Introducing Lightning V3 — Smallest AI's most advanced text-to-speech model. With 100ms latency, a 3.89 WVMOS score, and support for English, Hindi, Spanish, Tamil and 15+ languages, V3 was preferred over OpenAI's GPT-4o-mini-TTS by listeners 76.2% of the time. Get audio output in 44.1 kHz and powers voice assistants, IVR systems, content creation and conversational AI with human-like speech. Instant voice cloning from just 10 seconds of audio. Real-time. Expressive. Enterprise-ready.
Lightning V3 delivers 100ms latency at 20 concurrent requests. That's real-time voice AI that actually scales. In blind listening tests, listeners preferred it over OpenAI's GPT-4o-mini-TTS 76.2% of the time, with a WVMOS score of 3.98.
But speed means nothing if it sounds robotic. Lightning V3 scores 3.33/5 on intonation and 3.07/5 on prosody; meaning it doesn't just read text, it speaks with natural rhythm, pauses, and expression. The kind of voice your users won't realize is AI.
It supports 15+ languages with more being added regularly (Indic & European languages included). It handles voice cloning from just 5-15 seconds of audio, and gives you flexible streaming via HTTP, SSE, or WebSocket. Whatever fits your stack.
We built this for developers shipping voice assistants, conversational AI, IVR systems, customer support bots, and anything that needs immediate, human-sounding voice feedback. Whether you're a solo builder or an enterprise team, the API is simple and the docs are solid.
We've been heads down on this for a while and we're genuinely proud of where V3 lands. Would love for you to try it and tell us what you think!
How well does it handle code-switching? Like mixing Hindi + English in the same sentence?
Super cool. Any plans for regional accents within languages (like Indian English vs US English)? I can use it for my SaaS tutorials.
Does it support emotion control via API? Like being able to dial up/down expressiveness depending on use case?
76.2% preference over GPT-4o-mini-TTS is impressive. Would love to know how big the test group was and what kind of prompts were used??
This is actually very cool. 100ms latency coupled with decent prosody is kinda the holy grail for voice agents.
Hi Guys, do you have a published comparison vs eleven for conversational use-cases?
Interesting positioning. A lot of TTS products talk about sounding natural, but for voice agents the latency piece is just as important as the voice quality itself.
100ms is the part that really caught my attention here.
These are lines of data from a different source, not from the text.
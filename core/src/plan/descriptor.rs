use std::collections::HashMap;
use std::path::PathBuf;

use crate::batch::FAILURE_SUMMARY_FILE;
use crate::collection::COLLECTION_FILE;
use crate::config::IterationDataSource;
use crate::context::RunContext;
use crate::error::SubjectError;
use crate::subject::{sanitize, Subject};

use super::iteration::{iteration_payload, IterationData};

const ITERATION_FILE: &str = "iteration_data.json";
const RESULT_FILE: &str = "result.json";
const STDOUT_LOG: &str = "stdout.log";
const STDERR_LOG: &str = "stderr.log";
const ALLURE_DIR: &str = "allure-results";

// Batch-level files written directly under the report root.
const RESERVED_TOKENS: [&str; 2] = [COLLECTION_FILE, FAILURE_SUMMARY_FILE];

/// Isolated execution plan for one subject. All paths live under
/// `<report_root>/<sanitized_name>/`.
#[derive(Debug, Clone)]
pub struct RunDescriptor {
    pub subject: Subject,
    pub sanitized_name: String,
    pub run_dir: PathBuf,
    pub iteration_data_path: PathBuf,
    pub iteration_data: IterationData,
    pub result_artifact_path: PathBuf,
    pub report_artifact_path: PathBuf,
    pub allure_results_path: PathBuf,
    pub stdout_log_path: PathBuf,
    pub stderr_log_path: PathBuf,
    pub report_title: String,
}

/// Builds descriptors for one batch and rejects subjects whose tokens
/// collide with an earlier subject's.
pub struct DescriptorBuilder {
    ctx: RunContext,
    source: IterationDataSource,
    // lowercased token -> name of the subject that claimed it
    claimed: HashMap<String, String>,
}

impl DescriptorBuilder {
    pub fn new(ctx: RunContext, source: IterationDataSource) -> Self {
        Self {
            ctx,
            source,
            claimed: HashMap::new(),
        }
    }

    /// Computes paths only; nothing touches the filesystem.
    pub fn build(&mut self, subject: &Subject) -> Result<RunDescriptor, SubjectError> {
        let token = sanitize(&subject.name)?;

        // Tokens are compared case-insensitively so runs stay apart on
        // case-insensitive filesystems too.
        let key = token.to_lowercase();
        if RESERVED_TOKENS.iter().any(|r| r.eq_ignore_ascii_case(&key)) {
            return Err(SubjectError::ReservedName { token });
        }
        if let Some(existing) = self.claimed.get(&key) {
            return Err(SubjectError::DuplicateSanitizedName {
                token,
                existing: existing.clone(),
            });
        }
        self.claimed.insert(key, subject.name.clone());

        let run_dir = self.ctx.report_root().join(&token);
        let (iteration_data_path, iteration_data) = match &self.source {
            IterationDataSource::PerSubject => (
                run_dir.join(ITERATION_FILE),
                IterationData::Generated(iteration_payload(subject, &self.ctx)),
            ),
            IterationDataSource::Shared { shared_file } => {
                let path = PathBuf::from(shared_file);
                (path.clone(), IterationData::Shared(path))
            }
        };

        Ok(RunDescriptor {
            subject: subject.clone(),
            iteration_data_path,
            iteration_data,
            result_artifact_path: run_dir.join(RESULT_FILE),
            report_artifact_path: run_dir.join(format!("{token}.html")),
            allure_results_path: run_dir.join(ALLURE_DIR),
            stdout_log_path: run_dir.join(STDOUT_LOG),
            stderr_log_path: run_dir.join(STDERR_LOG),
            report_title: subject.name.trim().to_string(),
            sanitized_name: token,
            run_dir,
        })
    }
}
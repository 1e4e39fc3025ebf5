use async_trait::async_trait;

use crate::context::AuthCredential;

/// Produces the credential injected into every run.
#[async_trait]
pub trait CredentialProvider: Send + Sync {
    fn name(&self) -> &str;

    async fn credential(&self) -> anyhow::Result<AuthCredential>;
}

/// A pre-issued token; no exchange happens.
pub struct StaticCredential {
    credential: AuthCredential,
}

impl StaticCredential {
    pub fn new(credential: AuthCredential) -> Self {
        Self { credential }
    }
}

#[async_trait]
impl CredentialProvider for StaticCredential {
    fn name(&self) -> &str {
        "static"
    }

    async fn credential(&self) -> anyhow::Result<AuthCredential> {
        if self.credential.web_token.trim().is_empty() {
            anyhow::bail!("pre-issued web token is empty");
        }
        Ok(self.credential.clone())
    }
}
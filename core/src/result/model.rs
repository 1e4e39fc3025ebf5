use serde::{Deserialize, Serialize};

/// One failed assertion, or one synthetic entry for a run that left nothing
/// to inspect.
#[derive(Debug, Clone, PartialEq, Eq, Serialize, Deserialize)]
pub struct FailureRecord {
    #[serde(rename = "file")]
    pub source_file: String,
    #[serde(rename = "request")]
    pub request_label: String,
    #[serde(rename = "error")]
    pub error_message: String,
}

impl FailureRecord {
    pub fn new(
        source_file: impl Into<String>,
        request_label: impl Into<String>,
        error_message: impl Into<String>,
    ) -> Self {
        Self {
            source_file: source_file.into(),
            request_label: request_label.into(),
            error_message: error_message.into(),
        }
    }
}

// Shape of the tool's json reporter export; only the parts read here.

#[derive(Debug, Deserialize)]
pub(crate) struct ResultArtifact {
    pub run: RunSection,
}

#[derive(Debug, Deserialize)]
pub(crate) struct RunSection {
    #[serde(default)]
    pub failures: Vec<FailureEntry>,
}

#[derive(Debug, Deserialize)]
pub(crate) struct FailureEntry {
    #[serde(default)]
    pub source: Option<FailureSource>,
    #[serde(default)]
    pub error: Option<FailureError>,
}

#[derive(Debug, Deserialize)]
pub(crate) struct FailureSource {
    #[serde(default)]
    pub name: Option<String>,
}

#[derive(Debug, Deserialize)]
pub(crate) struct FailureError {
    #[serde(default)]
    pub message: Option<String>,
}
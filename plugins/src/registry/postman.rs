use std::path::{Path, PathBuf};
use std::time::Duration;

use anyhow::{anyhow, bail, Context, Result};
use async_trait::async_trait;
use reqwest::Client;
use serde::Deserialize;
use serde_json::Value;

use apirun_core::api::{CollectionSource, COLLECTION_FILE};

const API_KEY_HEADER: &str = "X-Api-Key";

#[derive(Debug, Deserialize)]
struct CollectionEnvelope {
    collection: Option<Value>,
}

/// Fetches a collection from the Postman API once per batch and writes it
/// next to the reports.
pub struct PostmanRegistry {
    client: Client,
    base_url: String,
    api_key: String,
    collection_id: String,
}

impl PostmanRegistry {
    pub fn new(
        base_url: impl Into<String>,
        api_key: impl Into<String>,
        collection_id: impl Into<String>,
        timeout_ms: u64,
    ) -> Result<Self> {
        let client = Client::builder()
            .timeout(Duration::from_millis(timeout_ms))
            .build()
            .context("building registry http client")?;
        Ok(Self {
            client,
            base_url: base_url.into().trim_end_matches('/').to_string(),
            api_key: api_key.into(),
            collection_id: collection_id.into(),
        })
    }

    fn collection_url(&self) -> String {
        format!("{}/collections/{}", self.base_url, self.collection_id)
    }
}

#[async_trait]
impl CollectionSource for PostmanRegistry {
    fn name(&self) -> &str {
        "postman"
    }

    async fn materialize(&self, dir: &Path) -> Result<PathBuf> {
        let url = self.collection_url();
        tracing::info!(target: "apirun.batch", collection_id = %self.collection_id, "fetching collection");

        let resp = self
            .client
            .get(&url)
            .header(API_KEY_HEADER, &self.api_key)
            .send()
            .await
            .with_context(|| format!("requesting {url}"))?;

        let status = resp.status();
        if !status.is_success() {
            let body = resp.text().await.unwrap_or_default();
            bail!(
                "collection fetch failed with {status}: {}",
                body.chars().take(200).collect::<String>()
            );
        }

        let envelope: CollectionEnvelope = resp
            .json()
            .await
            .context("collection response is not valid JSON")?;
        let collection = envelope
            .collection
            .ok_or_else(|| anyhow!("collection response has no `collection` field"))?;

        tokio::fs::create_dir_all(dir)
            .await
            .with_context(|| format!("creating {}", dir.display()))?;
        let path = dir.join(COLLECTION_FILE);
        tokio::fs::write(&path, serde_json::to_vec_pretty(&collection)?)
            .await
            .with_context(|| format!("writing {}", path.display()))?;

        tracing::info!(target: "apirun.batch", path = %path.display(), "collection saved");
        Ok(path)
    }
}
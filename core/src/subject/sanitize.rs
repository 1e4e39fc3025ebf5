use lazy_static::lazy_static;
use regex::Regex;

use crate::error::SubjectError;

lazy_static! {
    /// Characters dropped outright.
    static ref UNSAFE: Regex = Regex::new(r#"[&:*?"<>|%#'`$;,\x00-\x1f\x7f]"#).unwrap();
    /// Runs of whitespace, path separators and underscores collapse to one `_`.
    static ref SEPARATORS: Regex = Regex::new(r"[\s/\\_]+").unwrap();
}

/// Turns a free-form subject name into a token usable as a path segment and
/// URL component.
///
/// Deterministic and idempotent: `sanitize(sanitize(x)) == sanitize(x)`.
pub fn sanitize(name: &str) -> Result<String, SubjectError> {
    let trimmed = name.trim();
    if trimmed.is_empty() || trimmed.eq_ignore_ascii_case("null") {
        return Err(SubjectError::InvalidSubjectName {
            name: name.to_string(),
        });
    }

    let stripped = UNSAFE.replace_all(trimmed, "");
    let joined = SEPARATORS.replace_all(&stripped, "_");
    let token = joined.trim_matches(|c| c == '_' || c == '.');

    if token.is_empty() {
        return Err(SubjectError::InvalidSubjectName {
            name: name.to_string(),
        });
    }
    Ok(token.to_string())
}
pub mod login;

pub use login::LoginCredentialProvider;
mod model;
mod parser;

pub use model::FailureRecord;
pub use parser::{
    decode_failures, parse, runner_error_record, MISSING_ARTIFACT_MESSAGE, UNKNOWN_ERROR,
    UNKNOWN_REQUEST,
};
// core/src/error/subject_error.rs
use thiserror::Error;

#[derive(Debug, Clone, PartialEq, Eq, Error)]
pub enum SubjectError {
    #[error("invalid subject name: {name:?}")]
    InvalidSubjectName { name: String },

    #[error("sanitized name '{token}' collides with subject '{existing}'")]
    DuplicateSanitizedName { token: String, existing: String },

    #[error("sanitized name '{token}' is reserved for a batch-level file")]
    ReservedName { token: String },
}
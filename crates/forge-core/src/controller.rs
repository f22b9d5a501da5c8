//! Iteration controller
//!
//! Drives a project through `NEGOTIATING -> CODING -> PASS | FAILED`.
//!
//! One evaluation round runs every test case against the candidate, records
//! failures in the ledger and, when exactly one trivial failure remains,
//! gives the repairer one shot before the next round. Rounds started by a
//! successful repair and rounds started by a new candidate draw from the same
//! [`IterationBudget`], so repair can never loop past the cap.

use crate::collaborators::{CodeGenerator, GenerationRequest, MicroRepairer};
use crate::config::ForgeConfig;
use crate::error::ControllerError;
use crate::project::ProjectLayout;
use crate::report::{CaseResult, RunReport};
use crate::state::{validate_transition, IterationBudget, Phase};
use crate::suite::TestSuite;
use forge_ledger::{FailureLedger, FailureRecord, Fingerprint};
use forge_sandbox::{CodeExecutor, FailureCategory, SandboxLimits};
use serde::Serialize;
use std::path::PathBuf;
use std::sync::Arc;

/// How one call to [`IterationController::run_iteration`] ended
#[derive(Debug, Clone, PartialEq, Eq)]
pub enum RoundOutcome {
    /// Every case passed; the controller is in `PASS`
    Passed {
        /// Iteration that passed
        iteration: u32,
    },
    /// Failures remain; a new candidate is needed
    NeedsRevision {
        /// Iteration of the last evaluated round
        iteration: u32,
        /// Failures of that round
        failures: Vec<FailureRecord>,
        /// Fingerprints among `failures` that had been fixed before
        regressions: Vec<Fingerprint>,
    },
    /// The executor could not run a case; nothing was recorded
    Aborted {
        /// Iteration that was aborted
        iteration: u32,
        /// Executor diagnostic
        reason: String,
    },
    /// No budget was left; the controller is in `FAILED`
    BudgetExhausted,
}

impl RoundOutcome {
    /// Check if the round passed
    #[inline]
    #[must_use]
    pub fn is_passed(&self) -> bool {
        matches!(self, Self::Passed { .. })
    }
}

/// Final verdict of a run
#[derive(Debug, Clone, Copy, PartialEq, Eq, Serialize)]
#[serde(rename_all = "UPPERCASE")]
pub enum Verdict {
    /// All tests passed
    Pass,
    /// Budget exhausted
    Failed,
}

/// Result of [`IterationController::run`]
#[derive(Debug, Clone, PartialEq, Eq, Serialize)]
pub struct RunResult {
    /// Final verdict
    pub verdict: Verdict,
    /// Evaluation rounds performed
    pub iterations: u32,
    /// Budget slots consumed, including failed generations
    pub budget_spent: u32,
    /// Ledger store
    pub ledger_path: PathBuf,
    /// Report artifact
    pub report_path: PathBuf,
}

enum Evaluation {
    Completed(Vec<FailureRecord>),
    Aborted(String),
}

/// The generate -> verify -> repair state machine for one project
pub struct IterationController {
    layout: ProjectLayout,
    ledger: FailureLedger,
    executor: Arc<dyn CodeExecutor>,
    repairer: Arc<dyn MicroRepairer>,
    limits: SandboxLimits,
    phase: Phase,
    iteration: u32,
    budget: IterationBudget,
    candidate: Option<String>,
    suite: TestSuite,
    specification: String,
    last_cases: Vec<CaseResult>,
    last_regressions: Vec<FailureRecord>,
}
How much of that performance holds up in real production settings once people add full conversational pipelines around it?
TTS for voice agents has a different bar than TTS for content - it's not just naturalness, it's latency under real conditions. An agent that pauses 800ms before responding feels broken even if the audio quality is great. Curious how Lightning V3 handles the tradeoff between quality and time-to-first-audio in streaming mode.
Huge congrats team!! 🚀 voice AI that actually sounds human is still rare tbh gonna test this later today, been looking for smth like this for a side project
Preety cool... How you guys are balancing low latency vs prosody quality, since expressive speech usually needs more context?
I used the voice clone feature! I am able to use the realistic voices in videos that I create loving the experience.
Yo, been following the TTS space closely while building voice agents, and Lightning V3 genuinely surprised me. Getting real-time performance and natural prosody in the same model has always felt like a trade-off, this is the first time it hasn't. The multilingual support is a big deal for me as well. Congrats on the launch.
Hey Product Hunt!
Lightning V3 delivers 100ms latency at 20 concurrent requests. That's real-time voice AI that actually scales. In blind listening tests, listeners preferred it over OpenAI's GPT-4o-mini-TTS 76.2% of the time, with a WVMOS score of 3.98.
But speed means nothing if it sounds robotic. Lightning V3 scores 3.33/5 on intonation and 3.07/5 on prosody; meaning it doesn't just read text, it speaks with natural rhythm, pauses, and expression. The kind of voice your users won't realize is AI.
It supports 15+ languages with more being added regularly (Indic & European languages included). It handles voice cloning from just 5-15 seconds of audio, and gives you flexible streaming via HTTP, SSE, or WebSocket. Whatever fits your stack.
We built this for developers shipping voice assistants, conversational AI, IVR systems, customer support bots, and anything that needs immediate, human-sounding voice feedback. Whether you're a solo builder or an enterprise team, the API is simple and the docs are solid.
We've been heads down on this for a while and we're genuinely proud of where V3 lands. Would love for you to try it and tell us what you think!